The study was supported by grant of the Russian Science Foundation (project # 22-15-00313) with regard to study design, data acquisition, data analysis, data interpretation, and publication of research results.
3. Results
This section may be divided by subheadings. It should provide a concise and precise description of the experimental results, their interpretation, as well as the experimental conclusions that can be drawn.
3.1. Online Survey (Cohort 1)
The respondents enrolled in the online survey (n = 727) aged 44.8 ± 14.9 years, and majority of them were female (74%). Only 28% of respondents felt well while 61% of respondents reported slight malady, and 11% felt unwell at the time of survey.
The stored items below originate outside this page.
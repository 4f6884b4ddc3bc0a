//! Error types for response rewriting

use thiserror::Error;

#[derive(Error, Debug)]
pub enum RewriteError {
    #[error("Invalid pattern: {0}")]
    Pattern(#[from] regex::Error),
    /// `source` is absent when the text is not shaped `YYYY-MM-DDTHH:MM:SS`
    #[error("Cannot parse timestamp {text:?}")]
    Timestamp {
        text: String,
        #[source]
        source: Option<chrono::ParseError>,
    },
    /// Parameters must be a struct (or null for "nothing to merge")
    #[error("Parameters must be a struct, got {0}")]
    InvalidParams(&'static str),
    #[error("Invalid value for {name}: {value:?}")]
    Config { name: &'static str, value: String },
    #[error("IO error: {0}")]
    Io(#[from] std::io::Error),
    #[error("Malformed JSON: {0}")]
    Json(#[from] serde_json::Error),
}

impl RewriteError {
    #[must_use]
    pub fn timestamp(text: impl Into<String>, source: chrono::ParseError) -> Self {
        Self::Timestamp {
            text: text.into(),
            source: Some(source),
        }
    }

    #[must_use]
    pub fn malformed_timestamp(text: impl Into<String>) -> Self {
        Self::Timestamp {
            text: text.into(),
            source: None,
        }
    }
}

pub type RewriteResult<T> = Result<T, RewriteError>;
Cardiovascular disease reported 31% of respondents; 8.7% of people had chronic respiratory pathology; 29% of people in the survey considered themselves free of any chronic diseases. Among Cohort 1 individuals, the last respiratory infection occurred within one month in 29%, within one year in 45%, and over one year ago in 14%. 1.7% reported no respiratory infections in past history while 11% had respiratory infection at the time of survey. Over half of respondents (52%) had history of confirmed COVID-19 infection; 64% of respondents were vaccinated against COVID-19, and 41% of respondents were vaccinated against other infections within five years.
While comparing the informativeness of diagnostic imaging modalities, 26% of respondents considered MRI the most informative method for detecting COVID-19-associated pneumonia. Computed tomography (CT), fluorography, X-ray, and scintigraphy were considered the best choice by 62%, 24%, 18%, and 1.9% of respondents, respectively.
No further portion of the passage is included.